# Neuer Drucker; Alternative zu Canon iP4700?



## New-Bee (31. Oktober 2010)

Moin,

wir brauchen einen neuen Drucker, da unser i560 sich verabschiedet hat.
Ich habe mich mal umgesehen und bin auf den Canon PIXMA iP4700 aufmerksam geworden.
Es muss kein Spitzendrucker sein, da zum sehr großen Teil nur Skripte für die Uni, bzw. mal ein Brief gedruckt wird.
Fotos in der Regel gar nicht (also richtige Fotoqualität).
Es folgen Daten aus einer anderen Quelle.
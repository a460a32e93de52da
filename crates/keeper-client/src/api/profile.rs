//! Profile API: `{endpoint}/v2/profile`

use serde_json::Value;

use super::ApiResource;
use crate::client::KeeperClient;
use crate::error::Result;
use crate::request::ApiRequest;

pub struct ProfileApi<'a> {
    client: &'a KeeperClient,
}

impl<'a> ProfileApi<'a> {
    pub fn new(client: &'a KeeperClient) -> Self {
        Self { client }
    }

    /// Current user's profile.
    pub async fn get(&self) -> Result<Value> {
        self.client
            .request(ApiRequest::get(ApiResource::Profile.url(self.client.endpoint())))
            .await
    }
}
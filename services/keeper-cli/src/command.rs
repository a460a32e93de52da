//! Subcommand parsing
//!
//! Plain positional parsing: `keeper [--config PATH] <command> [args...]`.

use anyhow::{Context, Result, bail};
use serde_json::Value;

pub const USAGE: &str = "usage: keeper [--config PATH] <command>

commands:
  authorize-url [state]        print the URL to grant access
  exchange <code>              trade an authorization code for credentials
  refresh                      refresh the access token now
  profile                      show the current user's profile
  document get <id>
  document create <json>
  document update <id> <json>
  document delete <id>
  api-info                     show the API root document";

#[derive(Debug, PartialEq)]
pub enum Command {
    /// Needs only the endpoint: no client registration, no credentials.
    ApiInfo,
    /// Runs through an authenticated client.
    Session(SessionCommand),
}

#[derive(Debug, PartialEq)]
pub enum SessionCommand {
    AuthorizeUrl { state: Option<String> },
    Exchange { code: String },
    Refresh,
    Profile,
    DocumentGet { id: String },
    DocumentCreate { body: Value },
    DocumentUpdate { id: String, body: Value },
    DocumentDelete { id: String },
}

impl Command {
    /// Parse from the process args, program name excluded.
    pub fn parse(args: &[String]) -> Result<Self> {
        let positional = positional(args);
        let words: Vec<&str> = positional.iter().map(String::as_str).collect();

        let session = match words.as_slice() {
            ["api-info"] => return Ok(Command::ApiInfo),
            ["authorize-url"] => SessionCommand::AuthorizeUrl { state: None },
            ["authorize-url", state] => SessionCommand::AuthorizeUrl {
                state: Some((*state).to_owned()),
            },
            ["exchange", code] => SessionCommand::Exchange {
                code: (*code).to_owned(),
            },
            ["refresh"] => SessionCommand::Refresh,
            ["profile"] => SessionCommand::Profile,
            ["document", "get", id] => SessionCommand::DocumentGet { id: (*id).to_owned() },
            ["document", "delete", id] => SessionCommand::DocumentDelete { id: (*id).to_owned() },
            ["document", "create", json] => SessionCommand::DocumentCreate {
                body: parse_json(json)?,
            },
            ["document", "update", id, json] => SessionCommand::DocumentUpdate {
                id: (*id).to_owned(),
                body: parse_json(json)?,
            },
            [] => bail!("missing command\n\n{USAGE}"),
            _ => bail!("unrecognized command: {}\n\n{USAGE}", words.join(" ")),
        };
        Ok(Command::Session(session))
    }
}

/// Value of `--config`, if given.
pub fn config_flag(args: &[String]) -> Option<&str> {
    args.iter()
        .position(|a| a == "--config")
        .and_then(|i| args.get(i + 1))
        .map(|s| s.as_str())
}

fn positional(args: &[String]) -> Vec<String> {
    let mut out = Vec::new();
    let mut iter = args.iter();
    while let Some(arg) = iter.next() {
        if arg == "--config" {
            iter.next();
            continue;
        }
        out.push(arg.clone());
    }
    out
}

fn parse_json(raw: &str) -> Result<Value> {
    serde_json::from_str(raw).with_context(|| format!("document body is not valid JSON: {raw}"))
}
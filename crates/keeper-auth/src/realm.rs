//! Authorization realm descriptor
//!
//! The realm's `token-service` URL is the base from which both OAuth
//! endpoints are derived: `{base}/auth` and `{base}/token`.

use url::Url;

/// Resolved authentication realm.
#[derive(Debug, Clone, PartialEq, Eq)]
pub struct RealmDescriptor {
    /// Realm name, when the realm document carries one.
    pub name: Option<String>,
    /// Base URL of the OpenID Connect token service.
    pub token_service: Url,
}

impl RealmDescriptor {
    pub fn new(token_service: &str, name: Option<String>) -> Result<Self, url::ParseError> {
        Ok(Self {
            name,
            token_service: Url::parse(token_service)?,
        })
    }

    /// `{token-service}/auth`
    pub fn authorize_endpoint(&self) -> Url {
        self.service_endpoint("auth")
    }

    /// `{token-service}/token`
    pub fn token_endpoint(&self) -> Url {
        self.service_endpoint("token")
    }

    fn service_endpoint(&self, leaf: &str) -> Url {
        let mut url = self.token_service.clone();
        let path = format!("{}/{leaf}", url.path().trim_end_matches('/'));
        url.set_path(&path);
        url.set_query(None);
        url.set_fragment(None);
        url
    }
}
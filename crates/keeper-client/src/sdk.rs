//! SDK entry point
//!
//! One `KeeperSdk` per API endpoint. It owns the discovery cache, so every
//! client it creates shares one realm lookup.

use std::sync::Arc;

use keeper_auth::{ClientOptions, Credentials, DEFAULT_ENDPOINT, RealmDescriptor};
use tracing::debug;
use transport::{ReqwestTransport, Transport};

use crate::client::KeeperClient;
use crate::discovery::{ApiInfo, RealmDiscovery};
use crate::error::Result;

/// SDK-wide settings.
#[derive(Debug, Clone)]
pub struct SdkOptions {
    /// Keeper API root
    pub endpoint: String,
}

impl Default for SdkOptions {
    fn default() -> Self {
        Self {
            endpoint: DEFAULT_ENDPOINT.to_owned(),
        }
    }
}

pub struct KeeperSdk {
    transport: Arc<dyn Transport>,
    discovery: RealmDiscovery,
}

impl KeeperSdk {
    /// SDK over the default `reqwest` transport.
    pub fn new(options: SdkOptions) -> Self {
        Self::with_transport(options, Arc::new(ReqwestTransport::default()))
    }

    pub fn with_transport(options: SdkOptions, transport: Arc<dyn Transport>) -> Self {
        let endpoint = options.endpoint.trim_end_matches('/').to_owned();
        Self {
            discovery: RealmDiscovery::new(endpoint, transport.clone()),
            transport,
        }
    }

    pub fn endpoint(&self) -> &str {
        self.discovery.endpoint()
    }

    pub async fn api_info(&self) -> Result<&ApiInfo> {
        self.discovery.api_info().await
    }

    pub async fn auth_realm(&self) -> Result<Arc<RealmDescriptor>> {
        self.discovery.discover().await
    }

    /// Resolve the realm (once per SDK) and build a client for it.
    pub async fn create_client(
        &self,
        options: ClientOptions,
        credentials: Option<Credentials>,
    ) -> Result<KeeperClient> {
        let realm = self.auth_realm().await?;
        debug!(client_id = %options.client_id, offline = options.offline, "creating client");
        KeeperClient::new(
            self.endpoint(),
            self.transport.clone(),
            realm,
            options,
            credentials,
        )
    }
}
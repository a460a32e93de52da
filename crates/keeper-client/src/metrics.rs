//! Counters for token refreshes and API requests
//!
//! - `keeper_token_refresh_total` (counter): labels `trigger`, `outcome`
//! - `keeper_api_requests_total` (counter): labels `method`, `status`
//!
//! Calls are no-ops until the embedding application installs a recorder.

/// What caused a refresh.
#[derive(Debug, Clone, Copy, PartialEq, Eq)]
pub enum RefreshTrigger {
    /// Local expiry check before sending
    Proactive,
    /// Server answered 401
    Reactive,
    /// Caller asked explicitly
    Manual,
    /// `RefreshScheduler` timer fired
    Scheduled,
}

impl RefreshTrigger {
    pub fn label(self) -> &'static str {
        match self {
            RefreshTrigger::Proactive => "proactive",
            RefreshTrigger::Reactive => "reactive",
            RefreshTrigger::Manual => "manual",
            RefreshTrigger::Scheduled => "scheduled",
        }
    }
}

pub fn record_refresh(trigger: RefreshTrigger, success: bool) {
    let outcome = if success { "success" } else { "error" };
    metrics::counter!("keeper_token_refresh_total", "trigger" => trigger.label(), "outcome" => outcome)
        .increment(1);
}

/// `status` is the HTTP status, or "transport" when no response came back.
pub fn record_request(method: &str, status: &str) {
    metrics::counter!("keeper_api_requests_total", "method" => method.to_string(), "status" => status.to_string())
        .increment(1);
}

#[cfg(test)]
mod tests {
    use super::*;
    use metrics_exporter_prometheus::{PrometheusBuilder, PrometheusHandle, PrometheusRecorder};

    fn isolated_recorder() -> (PrometheusRecorder, PrometheusHandle) {
        let recorder = PrometheusBuilder::new().build_recorder();
        let handle = recorder.handle();
        (recorder, handle)
    }

    #[test]
    fn record_functions_do_not_panic_without_recorder() {
        record_refresh(RefreshTrigger::Proactive, true);
        record_request("GET", "200");
    }

    #[test]
    fn refresh_counter_carries_trigger_and_outcome() {
        let (recorder, handle) = isolated_recorder();
        let _guard = metrics::set_default_local_recorder(&recorder);

        record_refresh(RefreshTrigger::Reactive, true);
        record_refresh(RefreshTrigger::Scheduled, false);

        let output = handle.render();
        assert!(output.contains("keeper_token_refresh_total"));
        assert!(output.contains("trigger=\"reactive\""));
        assert!(output.contains("trigger=\"scheduled\""));
        assert!(output.contains("outcome=\"error\""));
    }

    #[test]
    fn request_counter_carries_method_and_status() {
        let (recorder, handle) = isolated_recorder();
        let _guard = metrics::set_default_local_recorder(&recorder);

        record_request("DELETE", "404");
        record_request("GET", "transport");

        let output = handle.render();
        assert!(output.contains("keeper_api_requests_total"));
        assert!(output.contains("method=\"DELETE\""));
        assert!(output.contains("status=\"404\""));
        assert!(output.contains("status=\"transport\""));
    }
}
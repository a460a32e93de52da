//! Keeper OAuth constants

/// Public Nunux Keeper API root, used when no endpoint is configured.
pub const DEFAULT_ENDPOINT: &str = "https://api.nunux.org/keeper";

/// Scope requested in offline mode: one long-lived refresh token.
pub const OFFLINE_SCOPE: &str = "offline_access";

/// Scope requested in online mode: refresh tokens may rotate.
pub const ONLINE_SCOPE: &str = "openid";

/// Display name used when the access token carries no usable identity.
pub const UNKNOWN_IDENTITY: &str = "Unknown";
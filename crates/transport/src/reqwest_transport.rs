//! `reqwest`-backed transport

use std::future::Future;
use std::pin::Pin;
use std::time::Duration;

use reqwest::header::{ACCEPT, HeaderValue};
use tracing::debug;

use crate::{Body, HttpRequest, HttpResponse, Result, Transport, TransportError, decode_body};

/// Production transport over a shared `reqwest::Client`.
///
/// No timeout is applied unless one is configured on the underlying client.
#[derive(Debug, Clone, Default)]
pub struct ReqwestTransport {
    client: reqwest::Client,
}

impl ReqwestTransport {
    pub fn new(client: reqwest::Client) -> Self {
        Self { client }
    }

    /// Build a transport whose client enforces a whole-request timeout.
    pub fn with_timeout(timeout: Duration) -> Result<Self> {
        let client = reqwest::Client::builder()
            .timeout(timeout)
            .build()
            .map_err(|e| TransportError::Connection(format!("building HTTP client: {e}")))?;
        Ok(Self { client })
    }

    async fn execute(&self, request: HttpRequest) -> Result<HttpResponse> {
        let mut builder = self.client.request(request.method.clone(), &request.url);
        if let Some(token) = &request.bearer {
            builder = builder.bearer_auth(token);
        }
        if request.accept_json {
            builder = builder.header(ACCEPT, HeaderValue::from_static("application/json"));
        }
        builder = match &request.body {
            Body::Empty => builder,
            Body::Json(value) => builder.json(value),
            Body::Form(fields) => builder.form(fields),
        };

        let response = builder
            .send()
            .await
            .map_err(|e| TransportError::Connection(format!("{} {}: {e}", request.method, request.url)))?;

        let status = response.status().as_u16();
        let text = response
            .text()
            .await
            .map_err(|e| TransportError::Body(e.to_string()))?;
        debug!(method = %request.method, url = %request.url, status, "http exchange complete");

        Ok(HttpResponse {
            status,
            body: decode_body(&text, request.accept_json),
        })
    }
}

impl Transport for ReqwestTransport {
    fn send(
        &self,
        request: HttpRequest,
    ) -> Pin<Box<dyn Future<Output = Result<HttpResponse>> + Send + '_>> {
        Box::pin(self.execute(request))
    }
}

#[cfg(test)]
mod tests {
    use super::*;
    use mockito::Matcher;
    use serde_json::json;

    #[tokio::test]
    async fn sends_bearer_and_parses_json() {
        let mut server = mockito::Server::new_async().await;
        let mock = server
            .mock("GET", "/v2/profile")
            .match_header("authorization", "Bearer at_123")
            .match_header("accept", "application/json")
            .with_status(200)
            .with_header("content-type", "application/json")
            .with_body(r#"{"uid":"john"}"#)
            .create_async()
            .await;

        let transport = ReqwestTransport::default();
        let response = transport
            .send(HttpRequest::get(format!("{}/v2/profile", server.url())).with_bearer("at_123"))
            .await
            .unwrap();

        assert_eq!(response.status, 200);
        assert_eq!(response.body, json!({"uid": "john"}));
        mock.assert_async().await;
    }

    #[tokio::test]
    async fn posts_form_fields() {
        let mut server = mockito::Server::new_async().await;
        let mock = server
            .mock("POST", "/token")
            .match_body(Matcher::AllOf(vec![
                Matcher::UrlEncoded("grant_type".into(), "refresh_token".into()),
                Matcher::UrlEncoded("refresh_token".into(), "rt_1".into()),
            ]))
            .with_status(200)
            .with_body(r#"{"access_token":"a.b.c"}"#)
            .create_async()
            .await;

        let transport = ReqwestTransport::default();
        let response = transport
            .send(HttpRequest::post_form(
                format!("{}/token", server.url()),
                &[("grant_type", "refresh_token"), ("refresh_token", "rt_1")],
            ))
            .await
            .unwrap();

        assert_eq!(response.body["access_token"], "a.b.c");
        mock.assert_async().await;
    }

    #[tokio::test]
    async fn error_status_is_not_a_transport_error() {
        let mut server = mockito::Server::new_async().await;
        server
            .mock("DELETE", "/v2/document/42")
            .with_status(404)
            .with_body("")
            .create_async()
            .await;

        let transport = ReqwestTransport::default();
        let response = transport
            .send(HttpRequest::new(
                reqwest::Method::DELETE,
                format!("{}/v2/document/42", server.url()),
            ))
            .await
            .unwrap();

        assert_eq!(response.status, 404);
        assert_eq!(response.body, serde_json::Value::Null);
    }

    #[tokio::test]
    async fn unreachable_host_is_connection_error() {
        let transport = ReqwestTransport::default();
        // Port 1 on loopback is never listening in test environments.
        let result = transport.send(HttpRequest::get("http://127.0.0.1:1/")).await;
        assert!(
            matches!(result, Err(TransportError::Connection(_))),
            "got {result:?}"
        );
    }
}
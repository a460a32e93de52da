//! Authenticated Keeper client
//!
//! Owns one credential set and everything that mutates it: the
//! authorization-code exchange, token refresh, and the request engine that
//! refreshes around API calls.
//!
//! Request algorithm, per call:
//! 1. Stale credentials (no token, expiry unset or past) trigger a proactive
//!    refresh, then the call restarts with a retry budget of zero. A stale token
//!    seen with a zero budget fails with `TooManyRefreshAttempts`.
//! 2. A 401 while the budget is positive decrements it, refreshes, and restarts.
//! 3. A JSON `error` member fails with `Api`; any other status >= 400 fails
//!    with `HttpStatus`; everything else returns the body.
//!
//! A refresh always completes before the retried call is built. Credentials
//! carry a version bumped on every change; a refresh requested against a
//! version that has since moved on is skipped, so concurrent callers that saw
//! the same stale token share one token endpoint round trip.

use std::sync::Arc;

use keeper_auth::{ClientOptions, Credentials, RealmDescriptor, now_millis, token};
use serde_json::Value;
use tokio::sync::{Mutex, RwLock};
use tracing::{debug, error, info, warn};
use transport::Transport;

use crate::error::{Error, Result};
use crate::metrics::{RefreshTrigger, record_refresh, record_request};
use crate::request::ApiRequest;

/// Retry budget for a top-level `request`.
pub const DEFAULT_RETRIES: u32 = 1;

/// Invoked with the new credentials after every successful exchange or refresh.
pub type RefreshCallback = Arc<dyn Fn(&Credentials) + Send + Sync>;

struct CredentialState {
    credentials: Option<Credentials>,
    version: u64,
}

/// Client bound to one OAuth client registration and one user's credentials.
pub struct KeeperClient {
    endpoint: String,
    transport: Arc<dyn Transport>,
    realm: Arc<RealmDescriptor>,
    options: ClientOptions,
    state: RwLock<CredentialState>,
    /// Serializes token endpoint calls made on behalf of this client.
    refresh_lock: Mutex<()>,
    on_refresh: RefreshCallback,
}

impl KeeperClient {
    /// Build a client for an already discovered realm.
    ///
    /// `credentials` resumes a previously persisted session; pass `None` to
    /// start from an authorization-code exchange.
    pub fn new(
        endpoint: impl Into<String>,
        transport: Arc<dyn Transport>,
        realm: Arc<RealmDescriptor>,
        options: ClientOptions,
        credentials: Option<Credentials>,
    ) -> Result<Self> {
        options.validate().map_err(|field| {
            error!(field, "client configuration incomplete");
            Error::Config(format!("{field} is required"))
        })?;

        Ok(Self {
            endpoint: endpoint.into().trim_end_matches('/').to_owned(),
            transport,
            realm,
            options,
            state: RwLock::new(CredentialState {
                credentials,
                version: 0,
            }),
            refresh_lock: Mutex::new(()),
            on_refresh: Arc::new(|_: &Credentials| {
                warn!("tokens refreshed but no callback registered");
            }),
        })
    }

    /// Register the persistence hook for refreshed credentials.
    pub fn with_refresh_callback<F>(mut self, callback: F) -> Self
    where
        F: Fn(&Credentials) + Send + Sync + 'static,
    {
        self.on_refresh = Arc::new(callback);
        self
    }

    /// API root the resource endpoints hang off.
    pub fn endpoint(&self) -> &str {
        &self.endpoint
    }

    pub fn options(&self) -> &ClientOptions {
        &self.options
    }

    pub fn realm(&self) -> &RealmDescriptor {
        &self.realm
    }

    /// Where to send the user to grant access.
    pub fn authorize_url(&self, redirect_uri: &str, state: &str) -> String {
        keeper_auth::build_authorization_url(&self.realm, &self.options, redirect_uri, state)
            .into()
    }

    pub fn token_url(&self) -> String {
        self.realm.token_endpoint().into()
    }

    /// Snapshot of the current credentials.
    pub async fn credentials(&self) -> Option<Credentials> {
        self.state.read().await.credentials.clone()
    }

    /// Replace the credentials wholesale, e.g. after the caller reloads them.
    ///
    /// Does not invoke the refresh callback.
    pub async fn set_credentials(&self, credentials: Credentials) {
        let mut state = self.state.write().await;
        state.credentials = Some(credentials);
        state.version += 1;
    }

    /// Exchange an authorization code for a fresh credential set.
    pub async fn exchange_code(&self, redirect_uri: &str, code: &str) -> Result<Credentials> {
        let _guard = self.refresh_lock.lock().await;
        let response = token::exchange_code(
            self.transport.as_ref(),
            &self.realm,
            &self.options,
            redirect_uri,
            code,
        )
        .await?;

        let credentials = Credentials::from_token_response(response, now_millis());
        {
            let mut state = self.state.write().await;
            state.credentials = Some(credentials.clone());
            state.version += 1;
        }
        info!(display_name = %credentials.display_name, "authorization code exchanged");
        (self.on_refresh)(&credentials);
        Ok(credentials)
    }

    /// Refresh the access token now, whatever its expiry.
    pub async fn refresh(&self) -> Result<Credentials> {
        self.refresh_with_trigger(RefreshTrigger::Manual).await
    }

    pub(crate) async fn refresh_with_trigger(&self, trigger: RefreshTrigger) -> Result<Credentials> {
        let _guard = self.refresh_lock.lock().await;
        self.refresh_locked(trigger).await
    }

    /// Refresh unless the credentials moved past `observed` while we waited for the lock.
    async fn refresh_observed(&self, observed: u64, trigger: RefreshTrigger) -> Result<()> {
        let _guard = self.refresh_lock.lock().await;
        if self.state.read().await.version != observed {
            debug!(
                trigger = trigger.label(),
                "credentials changed while waiting, reusing them"
            );
            return Ok(());
        }
        self.refresh_locked(trigger).await.map(|_| ())
    }

    /// Caller must hold `refresh_lock`.
    async fn refresh_locked(&self, trigger: RefreshTrigger) -> Result<Credentials> {
        let result = self.perform_refresh().await;
        record_refresh(trigger, result.is_ok());
        result
    }

    async fn perform_refresh(&self) -> Result<Credentials> {
        let refresh = self
            .state
            .read()
            .await
            .credentials
            .as_ref()
            .and_then(|c| c.refresh_token.clone());
        let Some(refresh) = refresh else {
            error!("unable to refresh, no refresh token");
            return Err(Error::NoRefreshToken);
        };

        let response = token::refresh_token(
            self.transport.as_ref(),
            &self.realm,
            &self.options,
            &refresh,
        )
        .await?;

        let updated = {
            let mut state = self.state.write().await;
            let credentials = state.credentials.as_mut().ok_or(Error::NoRefreshToken)?;
            if credentials.apply_refresh(response, now_millis(), !self.options.offline) {
                debug!("online mode, refresh token rotated");
            }
            let updated = credentials.clone();
            state.version += 1;
            updated
        };
        debug!(expires_in = updated.expires_in, "access token refreshed");
        (self.on_refresh)(&updated);
        Ok(updated)
    }

    /// Send an authenticated request with the default retry budget.
    pub async fn request(&self, request: impl Into<ApiRequest>) -> Result<Value> {
        self.request_with_retries(request.into(), DEFAULT_RETRIES)
            .await
    }

    /// Send an authenticated request with an explicit retry budget.
    pub async fn request_with_retries(&self, request: ApiRequest, mut retries: u32) -> Result<Value> {
        let method = request.method.as_str().to_owned();
        debug!(method = %method, url = %request.url, "authenticated request");

        loop {
            let (bearer, version) = {
                let state = self.state.read().await;
                let bearer = state
                    .credentials
                    .as_ref()
                    .filter(|c| !c.access_token.is_empty() && !c.is_stale(now_millis()))
                    .map(|c| c.access_token.clone());
                (bearer, state.version)
            };

            let Some(bearer) = bearer else {
                if retries == 0 {
                    error!(method = %method, url = %request.url, "too many refresh attempts");
                    return Err(Error::TooManyRefreshAttempts);
                }
                debug!("access token stale, refreshing before request");
                self.refresh_observed(version, RefreshTrigger::Proactive)
                    .await?;
                retries = 0;
                continue;
            };

            let response = match self.transport.send(request.to_http(&bearer)).await {
                Ok(response) => response,
                Err(e) => {
                    record_request(&method, "transport");
                    error!(method = %method, url = %request.url, error = %e, "request failed (transport)");
                    return Err(e.into());
                }
            };
            record_request(&method, &response.status.to_string());

            if response.status == 401 && retries > 0 {
                retries -= 1;
                warn!(method = %method, url = %request.url, "401 received, refreshing access token");
                self.refresh_observed(version, RefreshTrigger::Reactive)
                    .await?;
                continue;
            }

            if let Some(payload) = response.error_payload() {
                error!(method = %method, url = %request.url, status = response.status, error = %payload, "request error");
                return Err(Error::Api(response.body));
            }

            if response.status >= 400 {
                error!(method = %method, url = %request.url, status = response.status, "request error (bad status code)");
                return Err(Error::HttpStatus {
                    status: response.status,
                    body: response.body,
                });
            }

            return Ok(response.body);
        }
    }
}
Gibt es da noch andere gute Drucker in der Preislage? Am liebsten wäre mir einer von Canon, da ich mit denen bis jetzt nur sehr gute Erfahrungen gemacht habe.
Wegen der geringen Qualitätsanforderungen ans Drucken, sollten natürlich auch sehr günstige kompatible Druckpatronen erhältlich sein.
WLan oder Lan ist nicht unbedingt nötig, Duplex wäre schön.

Gruß
New-Bee


----------



## Dr Bakterius (31. Oktober 2010)

Wenn du quasi fast nur Texte druckst würde ich mir mal überlegen einen günstigen Laserdrucker anzuschaffen. Ansonsten würde ich bei Canon bleiben, du kannst ja mal nach den Vorgängermodellen schauen wie zb den 3600 / 4600. Günstige kompatible Tinte gibt es für das Modell und funktioniert ohne Probleme. Nutze selber den 4600


----------



## New-Bee (31. Oktober 2010)

Laserdrucker ist meiner Meinung nach nicht so gut, da es da meines Wissens keine Billigtoner gibt.
Werde mir die anderen aber mal angucken.
Danke schonmal


----------



## Dr Bakterius (31. Oktober 2010)

Ich habe hier 2 Laserdrucker und betreibe beide mit Billigtoner ( HP 1020 und Samsung 1640 ). Kartuschen liegen bei ca 30 Taler und übertreffen selbst Billigdruckpatronen um Längen was die Druckmenge angeht


----------



## New-Bee (31. Oktober 2010)

Ah ok das wusste ich nicht.
Kannst du mir mal Links dazu schicken?


----------



## Herbboy (31. Oktober 2010)

Gib einfach mal bei Geizhals.at Deutschland die namen der Drucker ein, da werden auch original oder "Billig"-Toner mitangezeigt.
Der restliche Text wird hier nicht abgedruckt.